- Dataset extract -
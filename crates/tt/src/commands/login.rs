//! Interactive login.
//!
//! Prompts for email and password, exchanges them for a session cookie and
//! stores the cookie in the session file.

use std::io::{self, IsTerminal};

use dialoguer::{Input, Password};
use owo_colors::OwoColorize;
use ticktick_api_rs::client::TickTickClient;
use ticktick_api_rs::session::SessionStore;
use tracing::info;

use super::{CommandContext, CommandError, Result};
use crate::config::{ensure_config_file, Config};

fn prompt_error(e: dialoguer::Error) -> CommandError {
    CommandError::Io(io::Error::other(e.to_string()))
}

/// Runs the login prompt and returns the new session cookie.
///
/// # Errors
///
/// Returns an error if stdin is not a terminal, the credentials are rejected,
/// or the session file cannot be written.
pub async fn execute(ctx: &CommandContext, config: &Config, sessions: &SessionStore) -> Result<String> {
    if !io::stdin().is_terminal() {
        return Err(CommandError::Config(
            "--login needs an interactive terminal".to_string(),
        ));
    }

    let email: String = Input::new()
        .with_prompt("Email")
        .validate_with(|input: &String| -> std::result::Result<(), &str> {
            if input.trim().is_empty() {
                Err("Email cannot be empty")
            } else {
                Ok(())
            }
        })
        .interact_text()
        .map_err(prompt_error)?;

    let password = Password::new()
        .with_prompt("Password")
        .interact()
        .map_err(prompt_error)?;

    let client = TickTickClient::with_base_url("", config.base_url())?;
    let cookie = client.login(email.trim(), &password).await?;
    sessions.save(&cookie)?;
    info!(path = %sessions.path().display(), "session saved");

    let config_path = ensure_config_file()?;

    if ctx.use_colors {
        println!("{}", "Login successful. Starting app...".green().bold());
    } else {
        println!("Login successful. Starting app...");
    }
    if ctx.verbose {
        println!("Config: {}", config_path.display());
    }
    Ok(cookie)
}
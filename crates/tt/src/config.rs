//! Configuration file handling.
//!
//! The config file lives at `~/.config/ticktick-tui/config.toml`.
//! Set `TICKTICK_CONFIG` to use another file.

use std::env;
use std::fs;
use std::path::PathBuf;

use chrono_tz::Tz;
use directories::BaseDirs;
use serde::{Deserialize, Serialize};
use ticktick_api_rs::client::BASE_URL;
use ticktick_cache_rs::SortMode;

use crate::commands::{CommandError, Result};

/// Current config file version. Increment when making breaking changes to schema.
const CONFIG_VERSION: u32 = 1;

/// Environment variable overriding the config file path.
pub const CONFIG_ENV: &str = "TICKTICK_CONFIG";

/// Zone used to interpret dates when the config names none.
pub const DEFAULT_TIME_ZONE: &str = "America/Santiago";

/// Default config file contents.
const DEFAULT_CONFIG: &str = r#"# ticktick-tui configuration

# Config schema version (do not modify)
version = 1

# Zone used to interpret quick-add dates and tasks without a zone
# time_zone = "America/Santiago"

# API endpoint
# base_url = "https://api.ticktick.com/api/v2"

[ui]
# sort = "default"   # default | date | title
# reverse = false
"#;

/// Configuration file structure.
#[derive(Debug, Serialize, Deserialize)]
pub struct Config {
    /// Config schema version for migrations.
    #[serde(default = "default_version")]
    pub version: u32,

    /// IANA zone name.
    #[serde(skip_serializing_if = "Option::is_none")]
    pub time_zone: Option<String>,

    /// API base URL.
    #[serde(skip_serializing_if = "Option::is_none")]
    pub base_url: Option<String>,

    /// Initial view settings.
    #[serde(default)]
    pub ui: UiConfig,
}

fn default_version() -> u32 {
    CONFIG_VERSION
}

impl Default for Config {
    fn default() -> Self {
        Self {
            version: CONFIG_VERSION,
            time_zone: None,
            base_url: None,
            ui: UiConfig::default(),
        }
    }
}

/// Initial sort settings of the task column.
#[derive(Debug, Default, Serialize, Deserialize)]
pub struct UiConfig {
    /// Sort mode.
    #[serde(default)]
    pub sort: SortMode,

    /// Reverse the sorted list.
    #[serde(default)]
    pub reverse: bool,
}

impl Config {
    /// Returns the configured zone name, or the default.
    pub fn time_zone_name(&self) -> &str {
        self.time_zone.as_deref().unwrap_or(DEFAULT_TIME_ZONE)
    }

    /// Parses the configured zone.
    ///
    /// # Errors
    ///
    /// Returns `CommandError::Config` if the name is not a known IANA zone.
    pub fn zone(&self) -> Result<Tz> {
        let name = self.time_zone_name();
        name.parse::<Tz>()
            .map_err(|_| CommandError::Config(format!("Unknown time zone '{name}'")))
    }

    /// Returns the API base URL.
    pub fn base_url(&self) -> &str {
        self.base_url.as_deref().unwrap_or(BASE_URL)
    }
}

/// Gets the config directory path.
/// Uses XDG-style paths: ~/.config/ticktick-tui/ on all platforms.
fn get_config_dir() -> Result<PathBuf> {
    if let Ok(xdg_config) = env::var("XDG_CONFIG_HOME") {
        return Ok(PathBuf::from(xdg_config).join("ticktick-tui"));
    }

    BaseDirs::new()
        .map(|dirs| dirs.home_dir().join(".config").join("ticktick-tui"))
        .ok_or_else(|| CommandError::Config("Could not determine config directory".to_string()))
}

/// Gets the config file path.
pub fn get_config_path() -> Result<PathBuf> {
    if let Ok(path) = env::var(CONFIG_ENV) {
        return Ok(PathBuf::from(path));
    }

    let config_dir = get_config_dir()?;
    Ok(config_dir.join("config.toml"))
}

/// Loads the configuration from disk.
///
/// A missing file yields the defaults.
pub fn load_config() -> Result<Config> {
    let path = get_config_path()?;

    if !path.exists() {
        return Ok(Config::default());
    }

    let content = fs::read_to_string(&path)
        .map_err(|e| CommandError::Config(format!("Failed to read config: {}", e)))?;

    let config: Config = toml::from_str(&content)
        .map_err(|e| CommandError::Config(format!("Failed to parse config: {}", e)))?;

    // Fail early on a bad zone rather than on the first quick-add.
    config.zone()?;

    migrate_config(config)
}

/// Writes the commented default config if no config file exists yet.
///
/// Returns the path of the config file.
pub fn ensure_config_file() -> Result<PathBuf> {
    let path = get_config_path()?;
    if path.exists() {
        return Ok(path);
    }

    if let Some(parent) = path.parent() {
        fs::create_dir_all(parent)
            .map_err(|e| CommandError::Config(format!("Failed to create config directory: {}", e)))?;
    }
    fs::write(&path, DEFAULT_CONFIG)
        .map_err(|e| CommandError::Config(format!("Failed to write config: {}", e)))?;
    Ok(path)
}

/// Migrates config to current version if needed.
fn migrate_config(mut config: Config) -> Result<Config> {
    config.version = CONFIG_VERSION;
    Ok(config)
}
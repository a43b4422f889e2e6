//! Gold-Specifics output schemas.


use arrow::datatypes::DataType;
use arrow::record_batch::RecordBatch;

use crate::error::Result;
use crate::partition::{RollingWindow, YearMonth};

pub const TOP10_BY_YEAR: &str = "top10_by_year";
pub const ALL_TIME_TOP: &str = "all_time_top";
pub const EDGES_6M: &str = "edges_6m";
pub const TRENDING_MOM: &str = "trending_mom";
pub const REFERRERS_6M: &str = "referrers_6m";

#[derive(Debug, Clone, Copy, PartialEq, Eq)]
pub struct RankedArticle {
    pub article_id: u32,
    pub total_count: i64,
    pub rank: u32,
}

#[derive(Debug, Clone, PartialEq, Eq)]
pub struct WindowEdgeRow {
    pub source_id: u32,
    pub target_id: u32,
    pub edge_type: String,
    pub count: i64,
}

#[derive(Debug, Clone, Copy, PartialEq, Eq)]
pub struct WindowReferrerRow {
    pub target_id: u32,
    pub referrer_id: u32,
    pub count: i64,
    pub rank: u32,
}

#[derive(Debug, Clone, Copy, PartialEq, Eq, PartialOrd, Ord)]
pub enum TrendDirection {
    Up,
    Down,
}

impl TrendDirection {
    pub fn as_str(self) -> &'static str {
        match self {
            TrendDirection::Up => "up",
            TrendDirection::Down => "down",
        }
    }
}

/// Month-over-month change of one article between `M-1` and `M`.
#[derive(Debug, Clone, PartialEq)]
pub struct TrendRow {
    pub direction: TrendDirection,
    pub rank: u32,
    pub article_id: u32,
    pub count_prev: i64,
    pub count_curr: i64,
    pub delta: i64,
    /// `delta / count_prev`; `None` when the article had no clicks in `M-1`.
    pub pct_change: Option<f64>,
}

pub fn top10_to_record_batch(lang: &str, year: i32, rows: &[RankedArticle]) -> Result<RecordBatch> {
    let schema = schema! {
        "lang" => DataType::Utf8, false;
        "year" => DataType::Int32, false;
        "article_id" => DataType::UInt32, false;
        "total_count" => DataType::Int64, false;
        "rank" => DataType::UInt32, false;
    };

    Ok(record_batch!(
        schema,
        constant_string_array!(lang, rows.len()),
        constant_int32_array!(year, rows.len()),
        uint32_array!(rows, article_id),
        int64_array!(rows, total_count),
        uint32_array!(rows, rank),
    )?)
}

pub fn all_time_to_record_batch(lang: &str, rows: &[RankedArticle]) -> Result<RecordBatch> {
    let schema = schema! {
        "lang" => DataType::Utf8, false;
        "article_id" => DataType::UInt32, false;
        "total_count" => DataType::Int64, false;
        "rank" => DataType::UInt32, false;
    };

    Ok(record_batch!(
        schema,
        constant_string_array!(lang, rows.len()),
        uint32_array!(rows, article_id),
        int64_array!(rows, total_count),
        uint32_array!(rows, rank),
    )?)
}

pub fn window_edges_to_record_batch(
    lang: &str,
    window: &RollingWindow,
    rows: &[WindowEdgeRow],
) -> Result<RecordBatch> {
    let schema = schema! {
        "lang" => DataType::Utf8, false;
        "window_end_year" => DataType::Int32, false;
        "window_end_month" => DataType::Int32, false;
        "months_in_window" => DataType::UInt8, false;
        "window_complete" => DataType::Boolean, false;
        "source_id" => DataType::UInt32, false;
        "target_id" => DataType::UInt32, false;
        "edge_type" => DataType::Utf8, false;
        "count" => DataType::Int64, false;
    };

    let n = rows.len();
    Ok(record_batch!(
        schema,
        constant_string_array!(lang, n),
        constant_int32_array!(window.end.year, n),
        constant_int32_array!(window.end.month as i32, n),
        constant_uint8_array!(window.months_in_window() as u8, n),
        constant_bool_array!(window.is_complete(), n),
        uint32_array!(rows, source_id),
        uint32_array!(rows, target_id),
        string_array_required!(rows, edge_type),
        int64_array!(rows, count),
    )?)
}

pub fn window_referrers_to_record_batch(
    lang: &str,
    window: &RollingWindow,
    rows: &[WindowReferrerRow],
) -> Result<RecordBatch> {
    let schema = schema! {
        "lang" => DataType::Utf8, false;
        "window_end_year" => DataType::Int32, false;
        "window_end_month" => DataType::Int32, false;
        "months_in_window" => DataType::UInt8, false;
        "window_complete" => DataType::Boolean, false;
        "target_id" => DataType::UInt32, false;
        "referrer_id" => DataType::UInt32, false;
        "count" => DataType::Int64, false;
        "rank" => DataType::UInt32, false;
    };

    let n = rows.len();
    Ok(record_batch!(
        schema,
        constant_string_array!(lang, n),
        constant_int32_array!(window.end.year, n),
        constant_int32_array!(window.end.month as i32, n),
        constant_uint8_array!(window.months_in_window() as u8, n),
        constant_bool_array!(window.is_complete(), n),
        uint32_array!(rows, target_id),
        uint32_array!(rows, referrer_id),
        int64_array!(rows, count),
        uint32_array!(rows, rank),
    )?)
}

pub fn trending_to_record_batch(
    lang: &str,
    period: YearMonth,
    rows: &[TrendRow],
) -> Result<RecordBatch> {
    let schema = schema! {
        "lang" => DataType::Utf8, false;
        "window_end_year" => DataType::Int32, false;
        "window_end_month" => DataType::Int32, false;
        "direction" => DataType::Utf8, false;
        "rank" => DataType::UInt32, false;
        "article_id" => DataType::UInt32, false;
        "count_prev" => DataType::Int64, false;
        "count_curr" => DataType::Int64, false;
        "delta" => DataType::Int64, false;
        "pct_change" => DataType::Float64;
    };

    let n = rows.len();
    let directions = std::sync::Arc::new(arrow::array::StringArray::from_iter_values(
        rows.iter().map(|r| r.direction.as_str()),
    )) as arrow::array::ArrayRef;
    Ok(record_batch!(
        schema,
        constant_string_array!(lang, n),
        constant_int32_array!(period.year, n),
        constant_int32_array!(period.month as i32, n),
        directions,
        uint32_array!(rows, rank),
        uint32_array!(rows, article_id),
        int64_array!(rows, count_prev),
        int64_array!(rows, count_curr),
        int64_array!(rows, delta),
        float64_array_optional!(rows, pct_change),
    )?)
}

- Task objective -
Restate, word for word and without additions, every line from the top of the listing above through the line that contains "sessions.save(&cookie)?;".

- Exercise answer -
filename crates/tt/src/commands/login.rs
//! Interactive login.
//!
//! Prompts for email and password, exchanges them for a session cookie and
//! stores the cookie in the session file.

use std::io::{self, IsTerminal};

use dialoguer::{Input, Password};
use owo_colors::OwoColorize;
use ticktick_api_rs::client::TickTickClient;
use ticktick_api_rs::session::SessionStore;
use tracing::info;

use super::{CommandContext, CommandError, Result};
use crate::config::{ensure_config_file, Config};

fn prompt_error(e: dialoguer::Error) -> CommandError {
    CommandError::Io(io::Error::other(e.to_string()))
}

/// Runs the login prompt and returns the new session cookie.
///
/// # Errors
///
/// Returns an error if stdin is not a terminal, the credentials are rejected,
/// or the session file cannot be written.
pub async fn execute(ctx: &CommandContext, config: &Config, sessions: &SessionStore) -> Result<String> {
    if !io::stdin().is_terminal() {
        return Err(CommandError::Config(
            "--login needs an interactive terminal".to_string(),
        ));
    }

    let email: String = Input::new()
        .with_prompt("Email")
        .validate_with(|input: &String| -> std::result::Result<(), &str> {
            if input.trim().is_empty() {
                Err("Email cannot be empty")
            } else {
                Ok(())
            }
        })
        .interact_text()
        .map_err(prompt_error)?;

    let password = Password::new()
        .with_prompt("Password")
        .interact()
        .map_err(prompt_error)?;

    let client = TickTickClient::with_base_url("", config.base_url())?;
    let cookie = client.login(email.trim(), &password).await?;
    sessions.save(&cookie)?;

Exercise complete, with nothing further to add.